Working data -
────────────────
//! Benchmark harness.

mod harness;
mod report;

pub use harness::{run_trial, Bench, Trial};
pub use report::{Report, Row};
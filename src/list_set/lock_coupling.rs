use core::cmp::Ordering;
use core::fmt;
use core::ptr;

use crate::lock::{CoupledGuard, Mutex};
use crate::ConcurrentSet;

#[derive(Debug)]
struct Node<T> {
    key: T,
    next: Mutex<*mut Node<T>>,
}

/// Concurrent sorted singly linked list using fine-grained lock-coupling.
///
/// Each link (`head`, and the `next` field of every node) has its own lock. A traversal takes
/// the lock of the next link before it lets go of the current one, always moving from the head
/// towards the tail, so operations on disjoint parts of the list run in parallel and can never
/// deadlock. A thread holds at most two link locks at any moment.
pub struct LockCouplingListSet<T> {
    head: Mutex<*mut Node<T>>,
}

unsafe impl<T: Send> Send for LockCouplingListSet<T> {}
unsafe impl<T: Send + Sync> Sync for LockCouplingListSet<T> {}

// reference to the `next` field of previous node which points to the current node
//  pre -> node
struct Cursor<'l, T>(CoupledGuard<'l, *mut Node<T>>);

impl<T> Node<T> {
    fn new(key: T, next: *mut Self) -> *mut Self {
        Box::into_raw(Box::new(Self {
            key,
            next: Mutex::new(next),
        }))
    }
}

impl<T: Ord> Cursor<'_, T> {
    /// Moves the cursor to the position of key in the sorted list.
    /// Returns whether the value was found.
    fn find(&mut self, key: &T) -> bool {
        loop {
            // SAFETY: a node is reclaimed only after it has been unlinked by a thread holding the
            // lock of the link pointing to it, which is the lock this cursor holds.
            let Some(node) = (unsafe { self.0.as_ref() }) else {
                return false;
            };
            match node.key.cmp(key) {
                // The successor link is locked before the old guard is dropped by the assignment.
                Ordering::Less => self.0 = CoupledGuard::acquire(&node.next),
                Ordering::Equal => return true,
                Ordering::Greater => return false,
            }
        }
    }
}

impl<T> LockCouplingListSet<T> {
    /// Creates a new list.
    pub fn new() -> Self {
        Self {
            head: Mutex::new(ptr::null_mut()),
        }
    }

    fn head(&self) -> Cursor<'_, T> {
        Cursor(CoupledGuard::acquire(&self.head))
    }
}

impl<T: Ord> LockCouplingListSet<T> {
    fn find(&self, key: &T) -> (bool, Cursor<'_, T>) {
        let mut cursor = self.head();
        let found = cursor.find(key);
        (found, cursor)
    }
}

impl<T: Ord> ConcurrentSet<T> for LockCouplingListSet<T> {
    fn contains(&self, key: &T) -> bool {
        self.find(key).0
    }

    fn insert(&self, key: T) -> bool {
        let (found, mut cursor) = self.find(&key);
        if found {
            return false;
        }
        *cursor.0 = Node::new(key, *cursor.0);
        true
    }

    fn remove(&self, key: &T) -> bool {
        let (found, mut cursor) = self.find(key);
        if !found {
            return false;
        }
        let target = *cursor.0;

        // SAFETY: `find` stopped on this node, so it is not null, and it stays alive while the
        // link pointing to it is locked.
        let next = CoupledGuard::acquire(unsafe { &(*target).next });
        *cursor.0 = *next;
        // Anyone still inside the node held its lock before we got it, and has moved past it.
        // Nobody can reach it any more once the cursor is released.
        drop(next);
        drop(cursor);

        // SAFETY: the node is unlinked and its lock is neither held nor awaited.
        drop(unsafe { Box::from_raw(target) });
        true
    }

    fn keys(&self) -> Vec<T>
    where
        T: Clone,
    {
        self.iter().collect()
    }
}

/// Hand-over-hand iterator over the keys of a [`LockCouplingListSet`].
///
/// Keys are cloned out: once the iterator moves past a node, another thread may remove and
/// reclaim it.
pub struct Iter<'l, T>(CoupledGuard<'l, *mut Node<T>>);

impl<T> LockCouplingListSet<T> {
    /// An iterator visiting all elements.
    pub fn iter(&self) -> Iter<'_, T> {
        Iter(CoupledGuard::acquire(&self.head))
    }
}

impl<T: Clone> Iterator for Iter<'_, T> {
    type Item = T;

    fn next(&mut self) -> Option<Self::Item> {
        // SAFETY: the link pointing to the node is locked, see `Cursor::find`.
        let node = unsafe { self.0.as_ref() }?;
        let key = node.key.clone();
        self.0 = CoupledGuard::acquire(&node.next);
        Some(key)
    }
}

impl<T> fmt::Debug for Iter<'_, T> {
    fn fmt(&self, f: &mut fmt::Formatter<'_>) -> fmt::Result {
        f.debug_tuple("Iter").finish_non_exhaustive()
    }
}

impl<T: fmt::Debug + Clone> fmt::Debug for LockCouplingListSet<T> {
    fn fmt(&self, f: &mut fmt::Formatter<'_>) -> fmt::Result {
        f.debug_set().entries(self.iter()).finish()
    }
}

impl<T> Drop for LockCouplingListSet<T> {
    fn drop(&mut self) {
        let mut curr = *self.head.lock().expect("list link lock poisoned");
        while !curr.is_null() {
            // SAFETY: `&mut self` rules out other users, and every node is owned by exactly one
            // link, so each one is freed once.
            let node = unsafe { Box::from_raw(curr) };
            curr = *node.next.lock().expect("list link lock poisoned");
        }
    }
}

impl<T> Default for LockCouplingListSet<T> {
    fn default() -> Self {
        Self::new()
    }
}
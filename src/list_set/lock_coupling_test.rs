use std::collections::BTreeSet;

use crossbeam_utils::thread::scope;
use rand::rngs::StdRng;
use rand::{Rng, SeedableRng};

use super::LockCouplingListSet;
use crate::lock::held;
use crate::ConcurrentSet;

#[test]
fn releases_every_lock() {
    let set = LockCouplingListSet::new();
    assert!(set.insert(2));
    assert!(set.insert(1));
    assert!(set.contains(&2));
    assert!(!set.insert(1));
    assert!(set.remove(&1));
    assert!(!set.remove(&7));
    assert_eq!(set.keys(), [2]);
    assert_eq!(held::current(), 0);
}

#[test]
fn traversal_holds_at_most_two_locks() {
    let set = LockCouplingListSet::new();
    for key in (0..64).map(|i| i * 2) {
        assert!(set.insert(key));
    }

    held::reset_peak();
    for key in 0..130 {
        let _ = set.contains(&key);
    }
    assert_eq!(held::peak(), 2);

    held::reset_peak();
    for key in 0..130 {
        if set.insert(key) {
            assert!(set.remove(&key));
        }
    }
    assert_eq!(held::peak(), 2);

    held::reset_peak();
    assert_eq!(set.iter().count(), 64);
    assert!(held::peak() <= 2);
    assert_eq!(held::current(), 0);
}

#[test]
fn empty_list_takes_only_head_lock() {
    let set = LockCouplingListSet::<u32>::new();
    held::reset_peak();
    assert!(!set.contains(&3));
    assert!(!set.remove(&3));
    assert_eq!(held::peak(), 1);
}

#[test]
fn concurrent_workers_hold_at_most_two_locks() {
    const THREADS: u64 = 8;
    const STEPS: usize = 4_000;

    let set = LockCouplingListSet::new();
    for key in (0..256u32).step_by(2) {
        assert!(set.insert(key));
    }

    scope(|s| {
        for t in 0..THREADS {
            let set = &set;
            s.spawn(move |_| {
                let mut rng = StdRng::seed_from_u64(t);
                held::reset_peak();
                for _ in 0..STEPS {
                    let key = rng.gen_range(0..256);
                    match rng.gen_range(0..3) {
                        0 => {
                            let _ = set.contains(&key);
                        }
                        1 => {
                            let _ = set.insert(key);
                        }
                        _ => {
                            let _ = set.remove(&key);
                        }
                    }
                }
                assert!(held::peak() <= 2, "peak {} locks", held::peak());
                assert_eq!(held::current(), 0);
            });
        }
    })
    .unwrap();

    let keys = set.keys();
    let unique: BTreeSet<_> = keys.iter().copied().collect();
    assert_eq!(keys, unique.into_iter().collect::<Vec<_>>());
}
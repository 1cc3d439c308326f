//! Error types for the benchmark harness.

use thiserror::Error;

use crate::list_set::Discipline;

/// Harness and configuration errors.
///
/// The list sets themselves never fail: a duplicate insert or an absent remove is reported
/// through their `bool` results.
#[derive(Error, Debug)]
pub enum BenchError {
    #[error("worker {index} panicked during the {discipline} trial with {threads} threads")]
    WorkerPanicked {
        discipline: Discipline,
        threads: usize,
        index: usize,
    },

    #[error("at least one thread count is required")]
    NoThreadCounts,

    #[error("thread counts must be positive")]
    ZeroThreads,

    #[error("at least one discipline is required")]
    NoDisciplines,
}

/// Result alias for the harness.
pub type Result<T, E = BenchError> = std::result::Result<T, E>;
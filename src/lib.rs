//! Sorted linked-list sets under three synchronization disciplines, and the harness that
//! measures their throughput.

#![warn(missing_docs)]
#![warn(missing_debug_implementations)]
#![warn(unreachable_pub)]

mod adt;
pub mod bench;
pub mod config;
pub mod error;
pub mod list_set;
mod lock;
pub mod workload;

pub mod test;

pub use adt::ConcurrentSet;
pub use list_set::{Discipline, LockCouplingListSet, MutexListSet, RwLockListSet};
//! Sorted linked-list sets, one per synchronization discipline.

mod lock_coupling;
#[cfg(test)]
mod lock_coupling_test;
mod rw_lock;
mod single_lock;
mod sorted;

use core::fmt;

use clap::ValueEnum;

pub use lock_coupling::{Iter, LockCouplingListSet};
pub use rw_lock::RwLockListSet;
pub use single_lock::MutexListSet;

use crate::ConcurrentSet;

/// Synchronization discipline of a list set.
#[derive(Debug, Clone, Copy, PartialEq, Eq, Hash, ValueEnum)]
pub enum Discipline {
    /// One reader-writer lock for the entire list: [`RwLockListSet`].
    #[value(name = "rwlock")]
    ReadWrite,
    /// One mutex for the entire list: [`MutexListSet`].
    #[value(name = "mutex")]
    SingleMutex,
    /// One mutex per node with hand-over-hand traversal: [`LockCouplingListSet`].
    #[value(name = "per-node")]
    PerNode,
}

impl Discipline {
    /// Every discipline, in the order the benchmark reports them.
    pub const ALL: [Discipline; 3] = [
        Discipline::ReadWrite,
        Discipline::SingleMutex,
        Discipline::PerNode,
    ];

    /// Row label in the results table.
    pub fn label(self) -> &'static str {
        match self {
            Discipline::ReadWrite => "Read-Write Locks",
            Discipline::SingleMutex => "One Mutex for Entire List",
            Discipline::PerNode => "One Mutex per Node",
        }
    }

    /// Creates an empty set of this discipline behind a trait object.
    pub fn new_set<T>(self) -> Box<dyn ConcurrentSet<T> + Send + Sync>
    where
        T: Ord + Send + Sync + 'static,
    {
        match self {
            Discipline::ReadWrite => Box::new(RwLockListSet::new()),
            Discipline::SingleMutex => Box::new(MutexListSet::new()),
            Discipline::PerNode => Box::new(LockCouplingListSet::new()),
        }
    }
}

impl fmt::Display for Discipline {
    fn fmt(&self, f: &mut fmt::Formatter<'_>) -> fmt::Result {
        f.write_str(self.label())
    }
}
────────────────
Requirement -
Of all the entries above, retype exactly the lines from the line with "may remove and" to the line with "let mut curr", both included, and no others.

Written answer -
/// Keys are cloned out: once the iterator moves past a node, another thread may remove and
/// reclaim it.
pub struct Iter<'l, T>(CoupledGuard<'l, *mut Node<T>>);

impl<T> LockCouplingListSet<T> {
    /// An iterator visiting all elements.
    pub fn iter(&self) -> Iter<'_, T> {
        Iter(CoupledGuard::acquire(&self.head))
    }
}

impl<T: Clone> Iterator for Iter<'_, T> {
    type Item = T;

    fn next(&mut self) -> Option<Self::Item> {
        // SAFETY: the link pointing to the node is locked, see `Cursor::find`.
        let node = unsafe { self.0.as_ref() }?;
        let key = node.key.clone();
        self.0 = CoupledGuard::acquire(&node.next);
        Some(key)
    }
}

impl<T> fmt::Debug for Iter<'_, T> {
    fn fmt(&self, f: &mut fmt::Formatter<'_>) -> fmt::Result {
        f.debug_tuple("Iter").finish_non_exhaustive()
    }
}

impl<T: fmt::Debug + Clone> fmt::Debug for LockCouplingListSet<T> {
    fn fmt(&self, f: &mut fmt::Formatter<'_>) -> fmt::Result {
        f.debug_set().entries(self.iter()).finish()
    }
}

impl<T> Drop for LockCouplingListSet<T> {
    fn drop(&mut self) {
        let mut curr = *self.head.lock().expect("list link lock poisoned");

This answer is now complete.